Source data ▸
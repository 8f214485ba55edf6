/// Module de diffusion d'événements
///
/// ARCHITECTURE:
/// Un `Broadcaster` notifie de façon synchrone, dans l'ordre
/// d'enregistrement, tous ses auditeurs. Les sources s'en servent pour
/// rafraîchir digests et indicateurs, les digests pour rafraîchir les
/// sources liées, et chaque indicateur pour rafraîchir ses dépendants.
use std::cell::{Cell, RefCell};
use std::rc::Rc;

use crate::errors::Result;

/// Auditeur d'un broadcaster
///
/// SUBTILITÉ RUST: Rc<dyn Fn> plutôt que Box<dyn FnMut>
/// La liste est clonée avant chaque diffusion (itération sur un
/// instantané), ce qui impose des fermetures partageables; l'état
/// mutable des auditeurs vit derrière leurs propres RefCell.
pub type Listener<A> = Rc<dyn Fn(A) -> Result<()>>;

/// Identifiant d'un enregistrement, rendu par `register`
///
/// Un même auditeur peut être enregistré plusieurs fois; chaque
/// enregistrement reçoit un identifiant distinct et `unregister` n'en
/// retire qu'un.
#[derive(Debug, Clone, Copy, PartialEq, Eq, Hash)]
pub struct ListenerId(u64);

/// Diffuseur multicast nommé
pub struct Broadcaster<A> {
    name: &'static str,
    listeners: RefCell<Vec<(ListenerId, Listener<A>)>>,
    next_id: Cell<u64>,
}

impl<A: Copy> Broadcaster<A> {
    pub fn new(name: &'static str) -> Self {
        Broadcaster {
            name,
            listeners: RefCell::new(Vec::new()),
            next_id: Cell::new(0),
        }
    }

    pub fn name(&self) -> &'static str {
        self.name
    }

    /// Nombre d'auditeurs actuellement enregistrés
    pub fn len(&self) -> usize {
        self.listeners.borrow().len()
    }

    pub fn is_empty(&self) -> bool {
        self.len() == 0
    }

    /// Enregistre un auditeur et retourne son identifiant
    pub fn register(&self, listener: Listener<A>) -> ListenerId {
        let id = ListenerId(self.next_id.get());
        self.next_id.set(self.next_id.get() + 1);
        self.listeners.borrow_mut().push((id, listener));
        id
    }

    /// Retire l'enregistrement correspondant à l'identifiant
    ///
    /// RETOUR: true si un enregistrement a été retiré
    pub fn unregister(&self, id: ListenerId) -> bool {
        let mut listeners = self.listeners.borrow_mut();
        match listeners.iter().position(|(lid, _)| *lid == id) {
            Some(position) => {
                listeners.remove(position);
                true
            }
            None => false,
        }
    }

    /// Déclenche l'événement auprès de tous les auditeurs
    ///
    /// ALGORITHME:
    /// 1. Copie la liste des auditeurs (instantané)
    /// 2. Les invoque dans l'ordre d'enregistrement
    /// 3. S'arrête à la première erreur et la propage
    ///
    /// L'instantané rend les register/unregister réentrants inoffensifs:
    /// un auditeur retiré pendant la diffusion est tout de même servi
    /// pour ce tour, un auditeur ajouté ne le sera qu'au tour suivant.
    pub fn trigger(&self, args: A) -> Result<()> {
        let snapshot: Vec<Listener<A>> = self
            .listeners
            .borrow()
            .iter()
            .map(|(_, listener)| Rc::clone(listener))
            .collect();
        for listener in snapshot {
            listener(args)?;
        }
        Ok(())
    }
}

impl<A> std::fmt::Debug for Broadcaster<A> {
    fn fmt(&self, f: &mut std::fmt::Formatter<'_>) -> std::fmt::Result {
        f.debug_struct("Broadcaster")
            .field("name", &self.name)
            .field("listeners", &self.listeners.borrow().len())
            .finish()
    }
}

#[cfg(test)]
mod tests {
    use super::*;
    use crate::errors::EngineError;

    #[test]
    fn listeners_run_in_registration_order() {
        let event: Broadcaster<u32> = Broadcaster::new("test");
        let seen = Rc::new(RefCell::new(Vec::new()));

        for tag in ["a", "b", "c"] {
            let seen = Rc::clone(&seen);
            event.register(Rc::new(move |value| {
                seen.borrow_mut().push(format!("{tag}{value}"));
                Ok(())
            }));
        }

        event.trigger(1).unwrap();
        assert_eq!(*seen.borrow(), vec!["a1", "b1", "c1"]);
    }

    #[test]
    fn unregister_removes_one_occurrence() {
        let event: Broadcaster<u32> = Broadcaster::new("test");
        let count = Rc::new(Cell::new(0));

        let listener: Listener<u32> = {
            let count = Rc::clone(&count);
            Rc::new(move |_| {
                count.set(count.get() + 1);
                Ok(())
            })
        };
        let first = event.register(Rc::clone(&listener));
        event.register(listener);
        assert_eq!(event.len(), 2);

        assert!(event.unregister(first));
        assert!(!event.unregister(first));
        event.trigger(0).unwrap();
        assert_eq!(count.get(), 1);
    }

    #[test]
    fn reentrant_register_does_not_fire_this_round() {
        let event: Rc<Broadcaster<u32>> = Rc::new(Broadcaster::new("test"));
        let count = Rc::new(Cell::new(0));

        let inner_count = Rc::clone(&count);
        let reentrant = Rc::clone(&event);
        event.register(Rc::new(move |_| {
            let inner_count = Rc::clone(&inner_count);
            reentrant.register(Rc::new(move |_| {
                inner_count.set(inner_count.get() + 1);
                Ok(())
            }));
            Ok(())
        }));

        event.trigger(0).unwrap();
        assert_eq!(count.get(), 0);
        event.trigger(0).unwrap();
        assert_eq!(count.get(), 1);
    }

    #[test]
    fn failing_listener_aborts_the_trigger() {
        let event: Broadcaster<u32> = Broadcaster::new("test");
        let reached = Rc::new(Cell::new(false));

        event.register(Rc::new(|_| {
            Err(EngineError::InvalidArgument("boom".into()))
        }));
        let reached_clone = Rc::clone(&reached);
        event.register(Rc::new(move |_| {
            reached_clone.set(true);
            Ok(())
        }));

        assert!(event.trigger(0).is_err());
        assert!(!reached.get());
    }
}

What you are asked to do ▸
Each record must be transcribed word for word.

Finished exercise ▸
repository 8f214485ba55edf6
/// Module de diffusion d'événements
///
/// ARCHITECTURE:
/// Un `Broadcaster` notifie de façon synchrone, dans l'ordre
/// d'enregistrement, tous ses auditeurs. Les sources s'en servent pour
/// rafraîchir digests et indicateurs, les digests pour rafraîchir les
/// sources liées, et chaque indicateur pour rafraîchir ses dépendants.
use std::cell::{Cell, RefCell};
use std::rc::Rc;

use crate::errors::Result;

/// Auditeur d'un broadcaster
///
/// SUBTILITÉ RUST: Rc<dyn Fn> plutôt que Box<dyn FnMut>
/// La liste est clonée avant chaque diffusion (itération sur un
/// instantané), ce qui impose des fermetures partageables; l'état
/// mutable des auditeurs vit derrière leurs propres RefCell.
pub type Listener<A> = Rc<dyn Fn(A) -> Result<()>>;

/// Identifiant d'un enregistrement, rendu par `register`
///
/// Un même auditeur peut être enregistré plusieurs fois; chaque
/// enregistrement reçoit un identifiant distinct et `unregister` n'en
/// retire qu'un.
#[derive(Debug, Clone, Copy, PartialEq, Eq, Hash)]
pub struct ListenerId(u64);

/// Diffuseur multicast nommé
pub struct Broadcaster<A> {
    name: &'static str,
    listeners: RefCell<Vec<(ListenerId, Listener<A>)>>,
    next_id: Cell<u64>,
}

impl<A: Copy> Broadcaster<A> {
    pub fn new(name: &'static str) -> Self {
        Broadcaster {
            name,
            listeners: RefCell::new(Vec::new()),
            next_id: Cell::new(0),
        }
    }

    pub fn name(&self) -> &'static str {
        self.name
    }

    /// Nombre d'auditeurs actuellement enregistrés
    pub fn len(&self) -> usize {
        self.listeners.borrow().len()
    }

    pub fn is_empty(&self) -> bool {
        self.len() == 0
    }

    /// Enregistre un auditeur et retourne son identifiant
    pub fn register(&self, listener: Listener<A>) -> ListenerId {
        let id = ListenerId(self.next_id.get());
        self.next_id.set(self.next_id.get() + 1);
        self.listeners.borrow_mut().push((id, listener));
        id
    }

    /// Retire l'enregistrement correspondant à l'identifiant
    ///
    /// RETOUR: true si un enregistrement a été retiré
    pub fn unregister(&self, id: ListenerId) -> bool {
        let mut listeners = self.listeners.borrow_mut();
        match listeners.iter().position(|(lid, _)| *lid == id) {
            Some(position) => {
                listeners.remove(position);
                true
            }
            None => false,
        }
    }

    /// Déclenche l'événement auprès de tous les auditeurs
    ///
    /// ALGORITHME:
    /// 1. Copie la liste des auditeurs (instantané)
    /// 2. Les invoque dans l'ordre d'enregistrement
    /// 3. S'arrête à la première erreur et la propage
    ///
    /// L'instantané rend les register/unregister réentrants inoffensifs:
    /// un auditeur retiré pendant la diffusion est tout de même servi
    /// pour ce tour, un auditeur ajouté ne le sera qu'au tour suivant.
    pub fn trigger(&self, args: A) -> Result<()> {
        let snapshot: Vec<Listener<A>> = self
            .listeners
            .borrow()
            .iter()
            .map(|(_, listener)| Rc::clone(listener))
            .collect();
        for listener in snapshot {
            listener(args)?;
        }
        Ok(())
    }
}

impl<A> std::fmt::Debug for Broadcaster<A> {
    fn fmt(&self, f: &mut std::fmt::Formatter<'_>) -> std::fmt::Result {
        f.debug_struct("Broadcaster")
            .field("name", &self.name)
            .field("listeners", &self.listeners.borrow().len())
            .finish()
    }
}

#[cfg(test)]
mod tests {
    use super::*;
    use crate::errors::EngineError;

    #[test]
    fn listeners_run_in_registration_order() {
        let event: Broadcaster<u32> = Broadcaster::new("test");
        let seen = Rc::new(RefCell::new(Vec::new()));

        for tag in ["a", "b", "c"] {
            let seen = Rc::clone(&seen);
            event.register(Rc::new(move |value| {
                seen.borrow_mut().push(format!("{tag}{value}"));
                Ok(())
            }));
        }

        event.trigger(1).unwrap();
        assert_eq!(*seen.borrow(), vec!["a1", "b1", "c1"]);
    }

    #[test]
    fn unregister_removes_one_occurrence() {
        let event: Broadcaster<u32> = Broadcaster::new("test");
        let count = Rc::new(Cell::new(0));

        let listener: Listener<u32> = {
            let count = Rc::clone(&count);
            Rc::new(move |_| {
                count.set(count.get() + 1);
                Ok(())
            })
        };
        let first = event.register(Rc::clone(&listener));
        event.register(listener);
        assert_eq!(event.len(), 2);

        assert!(event.unregister(first));
        assert!(!event.unregister(first));
        event.trigger(0).unwrap();
        assert_eq!(count.get(), 1);
    }

    #[test]
    fn reentrant_register_does_not_fire_this_round() {
        let event: Rc<Broadcaster<u32>> = Rc::new(Broadcaster::new("test"));
        let count = Rc::new(Cell::new(0));

        let inner_count = Rc::clone(&count);
        let reentrant = Rc::clone(&event);
        event.register(Rc::new(move |_| {
            let inner_count = Rc::clone(&inner_count);
            reentrant.register(Rc::new(move |_| {
                inner_count.set(inner_count.get() + 1);
                Ok(())
            }));
            Ok(())
        }));

        event.trigger(0).unwrap();
        assert_eq!(count.get(), 0);
        event.trigger(0).unwrap();
        assert_eq!(count.get(), 1);
    }

    #[test]
    fn failing_listener_aborts_the_trigger() {
        let event: Broadcaster<u32> = Broadcaster::new("test");
        let reached = Rc::new(Cell::new(false));

        event.register(Rc::new(|_| {
            Err(EngineError::InvalidArgument("boom".into()))
        }));
        let reached_clone = Rc::clone(&reached);
        event.register(Rc::new(move |_| {
            reached_clone.set(true);
            Ok(())
        }));

        assert!(event.trigger(0).is_err());
        assert!(!reached.get());
    }
}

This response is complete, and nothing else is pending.